Milano – Ai maschi milanesi spetta il triste primato italiano del maggior numero di casi d’infertilità. Sotto accusa inquinamento atmosferico, alimentazione scorretta, fumo e alcol, ma soprattutto i comportamenti sessuali a rischio. “Dalle nostre indagini nelle scuole emerge che un adolescente su due non usa il preservativo – afferma il prof. Giovanni Maria Colpi, coordinatore regionale SIAMS (Società Italiana di Andrologia e Medicina della Sessualità) della Lombardia e Direttore dell’Unità di Andrologia dell’Ospedale San Paolo -: il 25% di questi entra in contatto con infezioni e il 12,5% contagia a sua volta la partner”. Il tema è al centro del convegno “La prevenzione andrologica del giovane: un obiettivo strategico nazionale”  promosso oggi dalla SIAMS come momento di incontro e condivisione fra esperti. Dai dati raccolti dal centro milanese emerge un universo di malattie andrologiche che non esce allo scoperto: varicocele e problemi ai testicoli, infezioni sessuali, tumori, disturbi dell’erezione e dell’eiaculazione.

“Problematiche che, se non diagnosticate in tempo, possono portare anche all'infertilità. Un giovane su quattro con problemi riproduttivi mostra tracce di lesioni da infezione cronica alla prostata, aspetto che fa pensare che si sarebbero potuti prevenire - aggiunge il prof. Colpi - . La nostra struttura propone da oltre 10 anni un’attività capillare, condotta principalmente sul territorio di Milano e Provincia, che si basa su un contatto diretto con i giovani, in modo che possano essere informati su tutto ciò che riguarda le patologie andrologiche. Si tratta di tematiche molto delicate, di cui si parla troppo poco, anche perché i ragazzi stessi provano vergogna e imbarazzo nell’affrontarle”. Secondo la SIAMS, nel 2010 solo 2 giovani su 10 si sono rivolti a uno specialista per una visita di controllo. Cresce invece la ricerca di informazioni in internet, dove però si nascondono molte insidie: “Un argomento molto attuale – evidenzia Colpi – è la sofisticazione dei farmaci per il miglioramento delle prestazioni sessuali. L’autoprescrizione di questo tipo di terapie rappresenta una pratica molto rischiosa per l’utilizzatore finale: possono, infatti, causare gravi effetti collaterali e molto spesso non risolvono il problema per cui sono stati acquistati, proprio perché non hanno le stesse caratteristiche dell’originale. Inoltre, non consente allo specialista di evidenziare la patologia dell’individuo e individuare la terapia ideale per risolverla”. Al Convegno partecipano anche un Comandante della Guardia di Finanza e uno dei NAS, per affrontare questo problema da un punto di vista prettamente legale.

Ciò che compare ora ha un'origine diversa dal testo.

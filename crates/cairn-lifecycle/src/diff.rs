//! Field-level diff between two snapshots of an object.
//!
//! Snapshots are [`Fields`] maps. The diff detects field additions,
//! removals, and value modifications, and is stored with each revision.

use cairn_types::Fields;
use serde::{Deserialize, Serialize};
use serde_json::{Map, Value};

/// The result of comparing two snapshots.
#[derive(Clone, Debug, Default, PartialEq, Eq, Serialize, Deserialize)]
#[serde(transparent)]
pub struct FieldDiff {
    pub changes: Vec<FieldChange>,
}

impl FieldDiff {
    pub fn is_empty(&self) -> bool {
        self.changes.is_empty()
    }

    pub fn len(&self) -> usize {
        self.changes.len()
    }

    pub fn additions(&self) -> usize {
        self.count(|c| matches!(c, FieldChange::Added { .. }))
    }

    pub fn removals(&self) -> usize {
        self.count(|c| matches!(c, FieldChange::Removed { .. }))
    }

    pub fn modifications(&self) -> usize {
        self.count(|c| matches!(c, FieldChange::Modified { .. }))
    }

    /// Names of every field touched, in change order.
    pub fn fields(&self) -> Vec<&str> {
        self.changes.iter().map(FieldChange::field).collect()
    }

    /// JSON form, the same shape serde writes.
    pub fn to_value(&self) -> Value {
        Value::Array(self.changes.iter().map(FieldChange::to_value).collect())
    }

    fn count(&self, pred: impl Fn(&FieldChange) -> bool) -> usize {
        self.changes.iter().filter(|c| pred(c)).count()
    }
}

/// A single field change.
#[derive(Clone, Debug, PartialEq, Eq, Serialize, Deserialize)]
#[serde(tag = "kind", rename_all = "snake_case")]
pub enum FieldChange {
    Added { field: String, value: Value },
    Removed { field: String, value: Value },
    Modified { field: String, old: Value, new: Value },
}

impl FieldChange {
    pub fn field(&self) -> &str {
        match self {
            Self::Added { field, .. } | Self::Removed { field, .. } => field,
            Self::Modified { field, .. } => field,
        }
    }

    /// JSON object tagged with `"kind"`, as serde writes it.
    pub fn to_value(&self) -> Value {
        let mut map = Map::new();
        let (kind, field) = match self {
            Self::Added { field, value } => {
                map.insert("value".into(), value.clone());
                ("added", field)
            }
            Self::Removed { field, value } => {
                map.insert("value".into(), value.clone());
                ("removed", field)
            }
            Self::Modified { field, old, new } => {
                map.insert("old".into(), old.clone());
                map.insert("new".into(), new.clone());
                ("modified", field)
            }
        };
        map.insert("kind".into(), Value::from(kind));
        map.insert("field".into(), Value::from(field.as_str()));
        Value::Object(map)
    }
}

/// Compare two snapshots.
///
/// Fields only in `new` are `Added`, fields only in `old` are `Removed`, and
/// fields in both with different values are `Modified`. A `null` value is a
/// value like any other.
pub fn diff_fields(old: &Fields, new: &Fields) -> FieldDiff {
    let mut changes = Vec::new();

    for (field, old_val) in old {
        match new.get(field) {
            Some(new_val) if new_val != old_val => changes.push(FieldChange::Modified {
                field: field.clone(),
                old: old_val.clone(),
                new: new_val.clone(),
            }),
            Some(_) => {}
            None => changes.push(FieldChange::Removed {
                field: field.clone(),
                value: old_val.clone(),
            }),
        }
    }

    for (field, new_val) in new {
        if !old.contains_key(field) {
            changes.push(FieldChange::Added {
                field: field.clone(),
                value: new_val.clone(),
            });
        }
    }

    FieldDiff { changes }
}
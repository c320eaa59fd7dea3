use std::sync::RwLock;

use chrono::{DateTime, Duration, NaiveDate, NaiveDateTime, SecondsFormat, Utc};

use crate::error::{TypeError, TypeResult};

/// Wall-clock instant used for every lifecycle timestamp.
pub type Timestamp = DateTime<Utc>;

/// Source of the current time.
///
/// Lifecycle hooks never call `Utc::now()` directly; they resolve "now"
/// through a `Clock` so tests can freeze or step time.
pub trait Clock: Send + Sync {
    /// The current instant.
    fn now(&self) -> Timestamp;
}

/// Clock backed by the system wall clock.
#[derive(Clone, Copy, Debug, Default)]
pub struct SystemClock;

impl Clock for SystemClock {
    fn now(&self) -> Timestamp {
        Utc::now()
    }
}

/// A clock that only moves when told to.
#[derive(Debug)]
pub struct FixedClock {
    at: RwLock<Timestamp>,
}

impl FixedClock {
    /// Freeze the clock at `at`.
    pub fn new(at: Timestamp) -> Self {
        Self {
            at: RwLock::new(at),
        }
    }

    /// Move the clock to an absolute instant.
    pub fn set(&self, at: Timestamp) {
        let mut guard = self.at.write().unwrap_or_else(|e| e.into_inner());
        *guard = at;
    }

    /// Step the clock forward by `by`.
    pub fn advance(&self, by: Duration) {
        let mut guard = self.at.write().unwrap_or_else(|e| e.into_inner());
        *guard = *guard + by;
    }
}

impl Clock for FixedClock {
    fn now(&self) -> Timestamp {
        *self.at.read().unwrap_or_else(|e| e.into_inner())
    }
}

/// Resolve a textual date/time into an instant.
///
/// Accepts the token `"now"` (resolved through `clock`), RFC 3339 text,
/// `YYYY-MM-DD HH:MM:SS` (taken as UTC), and bare `YYYY-MM-DD` dates
/// (midnight UTC).
pub fn parse_timestamp(input: &str, clock: &dyn Clock) -> TypeResult<Timestamp> {
    if input.trim().eq_ignore_ascii_case("now") {
        return Ok(clock.now());
    }
    parse_stored_timestamp(input)
}

/// Like [`parse_timestamp`] without the `"now"` token.
///
/// Used for values read back from storage, where no clock applies.
pub fn parse_stored_timestamp(input: &str) -> TypeResult<Timestamp> {
    let trimmed = input.trim();
    if let Ok(dt) = DateTime::parse_from_rfc3339(trimmed) {
        return Ok(dt.with_timezone(&Utc));
    }
    if let Ok(naive) = NaiveDateTime::parse_from_str(trimmed, "%Y-%m-%d %H:%M:%S") {
        return Ok(naive.and_utc());
    }
    if let Ok(date) = NaiveDate::parse_from_str(trimmed, "%Y-%m-%d") {
        if let Some(naive) = date.and_hms_opt(0, 0, 0) {
            return Ok(naive.and_utc());
        }
    }
    Err(TypeError::InvalidTimestamp {
        input: input.to_string(),
        reason: "expected \"now\", RFC 3339, or YYYY-MM-DD[ HH:MM:SS]".into(),
    })
}

/// Canonical text form of a timestamp (RFC 3339, UTC, microseconds).
///
/// The fixed precision keeps stored values lexically sortable.
pub fn format_timestamp(at: &Timestamp) -> String {
    at.to_rfc3339_opts(SecondsFormat::Micros, true)
}

#[cfg(test)]
mod tests {
    use super::*;
    use chrono::TimeZone;

    fn fixed() -> FixedClock {
        FixedClock::new(Utc.with_ymd_and_hms(2024, 1, 1, 0, 0, 0).unwrap())
    }

    #[test]
    fn now_token_uses_clock() {
        let clock = fixed();
        let at = parse_timestamp("now", &clock).unwrap();
        assert_eq!(at, clock.now());
        assert_eq!(parse_timestamp(" NOW ", &clock).unwrap(), clock.now());
    }

    #[test]
    fn parses_supported_formats() {
        let clock = fixed();
        let expected = Utc.with_ymd_and_hms(2023, 6, 15, 8, 30, 0).unwrap();
        assert_eq!(parse_timestamp("2023-06-15T08:30:00Z", &clock).unwrap(), expected);
        assert_eq!(parse_timestamp("2023-06-15 08:30:00", &clock).unwrap(), expected);
        assert_eq!(
            parse_timestamp("2023-06-15", &clock).unwrap(),
            Utc.with_ymd_and_hms(2023, 6, 15, 0, 0, 0).unwrap()
        );
    }

    #[test]
    fn stored_text_has_no_now_token() {
        let expected = Utc.with_ymd_and_hms(2023, 6, 15, 8, 30, 0).unwrap();
        assert_eq!(parse_stored_timestamp("2023-06-15 08:30:00").unwrap(), expected);
        assert!(matches!(
            parse_stored_timestamp("now"),
            Err(TypeError::InvalidTimestamp { .. })
        ));
    }

    #[test]
    fn rejects_garbage() {
        let clock = fixed();
        assert!(matches!(
            parse_timestamp("next tuesday", &clock),
            Err(TypeError::InvalidTimestamp { .. })
        ));
    }

    #[test]
    fn fixed_clock_moves_only_on_request() {
        let clock = fixed();
        let t0 = clock.now();
        assert_eq!(clock.now(), t0);
        clock.advance(Duration::seconds(5));
        assert_eq!(clock.now(), t0 + Duration::seconds(5));
        clock.set(t0);
        assert_eq!(clock.now(), t0);
    }

    #[test]
    fn formatted_timestamps_sort_lexically() {
        let a = Utc.with_ymd_and_hms(2024, 1, 1, 0, 0, 0).unwrap();
        let b = a + Duration::milliseconds(500);
        assert!(format_timestamp(&a) < format_timestamp(&b));
        assert!(format_timestamp(&a).ends_with('Z'));
    }

    #[test]
    fn system_clock_is_recent() {
        let now = SystemClock.now();
        assert!(now.timestamp() > 1_577_836_800);
    }
}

La fertilità maschile ha subito una significativa riduzione negli ultimi 50 anni: la conta degli spermatozoi si sarebbe quasi dimezzata. Sono molto importanti le condizioni ambientali e lo stile di vita (incluso lo stress): ad esempio, l'esposizione agli inquinanti prodotti dal traffico urbano agisce negativamente. A queste tematiche è dedicata la campagna Androlife, promossa dalla SIAMS. “Un modo per avvicinare i giovani alla figura dell’andrologo, e educarli a prevenire alcune patologie, sempre più frequenti - spiega Colpi -.  4 giovani su 10 tra i 18 e i 30 anni in Italia hanno problemi di fertilità. L’Azienda Ospedaliera San Paolo promuove da tempo una serie di appuntamenti nelle scuole. Nell’arco di un anno scolastico i nostri esperti incontrano circa 400 studenti, di qualsiasi nazionalità, con i quali viene affrontata una prima parte divulgativa e d’informazione, cui fa seguito, per chi ne fa richiesta, una visita di controllo gratuita. Il nostro obiettivo è riscontrare precocemente eventuali patologie o disfunzioni, che possono avere conseguenze molto gravi nella vita di un uomo”.

Il convegno di oggi, che riunisce numerosi esperti, affronterà inoltre il tema della sessualità con un focus particolare sugli abusi e l’uso di droghe.